# Steamech traction engine



## tmuir (Nov 21, 2008)

At the moment I don't have the skills or all the equipment to make this but recently Steamech wanted to free up some cash so he was selling some of his castings at his cost and so for $120 NZ plus $40 NZ postage I couldn't resist buying them and I'm very pleased with the quality of the castings.

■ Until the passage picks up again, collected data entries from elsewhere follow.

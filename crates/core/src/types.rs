/// All primary keys are UUIDs; user ids are the identity provider's token subject.
pub type DbId = uuid::Uuid;

/// All timestamps are UTC.
pub type Timestamp = chrono::DateTime<chrono::Utc>;

/// Listing prices and sizes are stored as NUMERIC.
pub type Decimal = rust_decimal::Decimal;

/// Generate a new time-ordered primary key.
pub fn new_id() -> DbId {
    uuid::Uuid::now_v7()
}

For those not familiar with his stuff here is his website.

http://www.steamech.com/

I don't plan to do anything with these for a year or two until I've had a bit more practice at machining.


----------



## Maryak (Nov 21, 2008)

tmuir  said:
			
		

> $120 NZ plus $40 NZ postage I couldn't resist buying them and I'm very pleased with the quality of the castings.



tmuir,

Great looking castings at a great looking price.
	

	
	
		
		

		
		
	


	




Best Regards
Bob


----------



## Tin Falcon (Nov 21, 2008)

Nice is that a complete casting set? and did you get the prints to go along with it? I can see you will need some bar stock to fill things out.
Tin


----------



## tmuir (Nov 21, 2008)

Yes it was a complete set of castings, the sheet metal work and some laser cut parts with an electronic copy of the 25 sheets of plans which I have since printed out and laminated at work. ;D

When they turned up I was surprised at the weight of it all with that parts all weighing in at around 3.2 Kg.


----------



## metal mite (Nov 21, 2008)

Tmuir,

Yes, that's a nice looking kit.

The laser, and water jet machining in common usage today
really makes for fine looking work.

It's a shame it dosen't have a proper locomotive type boiler though!

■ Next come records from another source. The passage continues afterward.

//! Listing filter sets and the typed predicates they compile to.
//!
//! A [`ListingFilters`] is what callers (query string, NLP service, local
//! parser) produce. [`ListingFilters::predicates`] turns every present field
//! into one [`Predicate`]; a listing matches the filter set iff it matches the
//! conjunction of those predicates. The store renders the same predicates to
//! SQL, so the in-memory fold below is the reference semantics.

use serde::{Deserialize, Serialize};

use crate::listing::{Listing, PropertyType};
use crate::types::Decimal;

/// Structured filter set. Every field is optional; absent fields do not
/// constrain the result.
#[derive(Debug, Clone, Default, PartialEq, Serialize, Deserialize)]
pub struct ListingFilters {
    #[serde(default, skip_serializing_if = "Option::is_none")]
    pub city: Option<String>,
    #[serde(default, skip_serializing_if = "Option::is_none")]
    pub state: Option<String>,
    #[serde(default, skip_serializing_if = "Option::is_none")]
    pub property_type: Option<PropertyType>,
    #[serde(default, skip_serializing_if = "Option::is_none")]
    pub min_price: Option<Decimal>,
    #[serde(default, skip_serializing_if = "Option::is_none")]
    pub max_price: Option<Decimal>,
    #[serde(default, skip_serializing_if = "Option::is_none")]
    pub min_size: Option<Decimal>,
    #[serde(default, skip_serializing_if = "Option::is_none")]
    pub max_size: Option<Decimal>,
    #[serde(default, skip_serializing_if = "Option::is_none")]
    pub bedrooms: Option<i32>,
    #[serde(default, skip_serializing_if = "Option::is_none")]
    pub bathrooms: Option<i32>,
    #[serde(default, skip_serializing_if = "Vec::is_empty")]
    pub amenities: Vec<String>,
}

impl ListingFilters {
    pub fn is_empty(&self) -> bool {
        self.predicates().is_empty()
    }

    /// Compile the present fields into predicates, in a fixed order.
    ///
    /// Blank text filters and an empty amenity list are treated as absent.
    pub fn predicates(&self) -> Vec<Predicate> {
        let mut predicates = Vec::new();

        if let Some(city) = non_blank(&self.city) {
            predicates.push(Predicate::TextContains {
                field: TextField::City,
                needle: city.to_string(),
            });
        }
        if let Some(state) = non_blank(&self.state) {
            predicates.push(Predicate::TextContains {
                field: TextField::State,
                needle: state.to_string(),
            });
        }
        if let Some(property_type) = self.property_type {
            predicates.push(Predicate::TypeIs(property_type));
        }
        if let Some(bound) = self.min_price {
            predicates.push(Predicate::AtLeast {
                field: RangeField::Price,
                bound,
            });
        }
        if let Some(bound) = self.max_price {
            predicates.push(Predicate::AtMost {
                field: RangeField::Price,
                bound,
            });
        }
        if let Some(bound) = self.min_size {
            predicates.push(Predicate::AtLeast {
                field: RangeField::Size,
                bound,
            });
        }
        if let Some(bound) = self.max_size {
            predicates.push(Predicate::AtMost {
                field: RangeField::Size,
                bound,
            });
        }
        if let Some(value) = self.bedrooms {
            predicates.push(Predicate::CountEquals {
                field: CountField::Bedrooms,
                value,
            });
        }
        if let Some(value) = self.bathrooms {
            predicates.push(Predicate::CountEquals {
                field: CountField::Bathrooms,
                value,
            });
        }
        if !self.amenities.is_empty() {
            predicates.push(Predicate::HasAmenities(self.amenities.clone()));
        }

        predicates
    }
}

fn non_blank(value: &Option<String>) -> Option<&str> {
    value.as_deref().map(str::trim).filter(|v| !v.is_empty())
}

// ---------------------------------------------------------------------------
// Predicates
// ---------------------------------------------------------------------------

#[derive(Debug, Clone, Copy, PartialEq, Eq, Serialize)]
#[serde(rename_all = "snake_case")]
pub enum TextField {
    City,
    State,
}

#[derive(Debug, Clone, Copy, PartialEq, Eq, Serialize)]
#[serde(rename_all = "snake_case")]
pub enum RangeField {
    Price,
    Size,
}

#[derive(Debug, Clone, Copy, PartialEq, Eq, Serialize)]
#[serde(rename_all = "snake_case")]
pub enum CountField {
    Bedrooms,
    Bathrooms,
}

/// One typed condition: a field, an operator, and a value.
#[derive(Debug, Clone, PartialEq, Serialize)]
#[serde(rename_all = "snake_case")]
pub enum Predicate {
    /// Case-insensitive substring match.
    TextContains { field: TextField, needle: String },
    /// Inclusive lower bound.
    AtLeast { field: RangeField, bound: Decimal },
    /// Inclusive upper bound.
    AtMost { field: RangeField, bound: Decimal },
    /// Exact match; listings without a value never match.
    CountEquals { field: CountField, value: i32 },
    TypeIs(PropertyType),
    /// Every requested amenity must be present on the listing.
    HasAmenities(Vec<String>),
}

impl Predicate {
    /// Storage column the predicate constrains.
    pub fn column(&self) -> &'static str {
        match self {
            Self::TextContains { field: TextField::City, .. } => "city",
            Self::TextContains { field: TextField::State, .. } => "state",
            Self::AtLeast { field, .. } | Self::AtMost { field, .. } => match field {
                RangeField::Price => "price",
                RangeField::Size => "size",
            },
            Self::CountEquals { field, .. } => match field {
                CountField::Bedrooms => "bedrooms",
                CountField::Bathrooms => "bathrooms",
            },
            Self::TypeIs(_) => "property_type",
            Self::HasAmenities(_) => "amenities",
        }
    }

    pub fn matches(&self, listing: &Listing) -> bool {
        match self {
            Self::TextContains { field, needle } => {
                let haystack = match field {
                    TextField::City => &listing.city,
                    TextField::State => &listing.state,
                };
                haystack.to_lowercase().contains(&needle.to_lowercase())
            }
            Self::AtLeast { field, bound } => range_value(listing, *field) >= *bound,
            Self::AtMost { field, bound } => range_value(listing, *field) <= *bound,
            Self::CountEquals { field, value } => {
                let actual = match field {
                    CountField::Bedrooms => listing.bedrooms,
                    CountField::Bathrooms => listing.bathrooms,
                };
                actual == Some(*value)
            }
            Self::TypeIs(property_type) => listing.property_type == *property_type,
            Self::HasAmenities(required) => required
                .iter()
                .all(|amenity| listing.amenities.iter().any(|a| a == amenity)),
        }
    }
}

fn range_value(listing: &Listing, field: RangeField) -> Decimal {
    match field {
        RangeField::Price => listing.price,
        RangeField::Size => listing.size,
    }
}

/// Fold a predicate list into a single conjunction.
pub fn matches_all(predicates: &[Predicate], listing: &Listing) -> bool {
    predicates.iter().all(|p| p.matches(listing))
}

// ---------------------------------------------------------------------------
// Tests
// ---------------------------------------------------------------------------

Is it fired by alcohol or the tablets?

Looks like a lathe with a milling slide and drill press will finish it off.

Good luck with your project!

Mite


----------



## tmuir (Nov 21, 2008)

It's made to be fired by tablet but when I finally get to making it I will be changing that to meths or butane.


----------



## xlchainsaw (Jan 6, 2009)

i think the castings look great . very nice


----------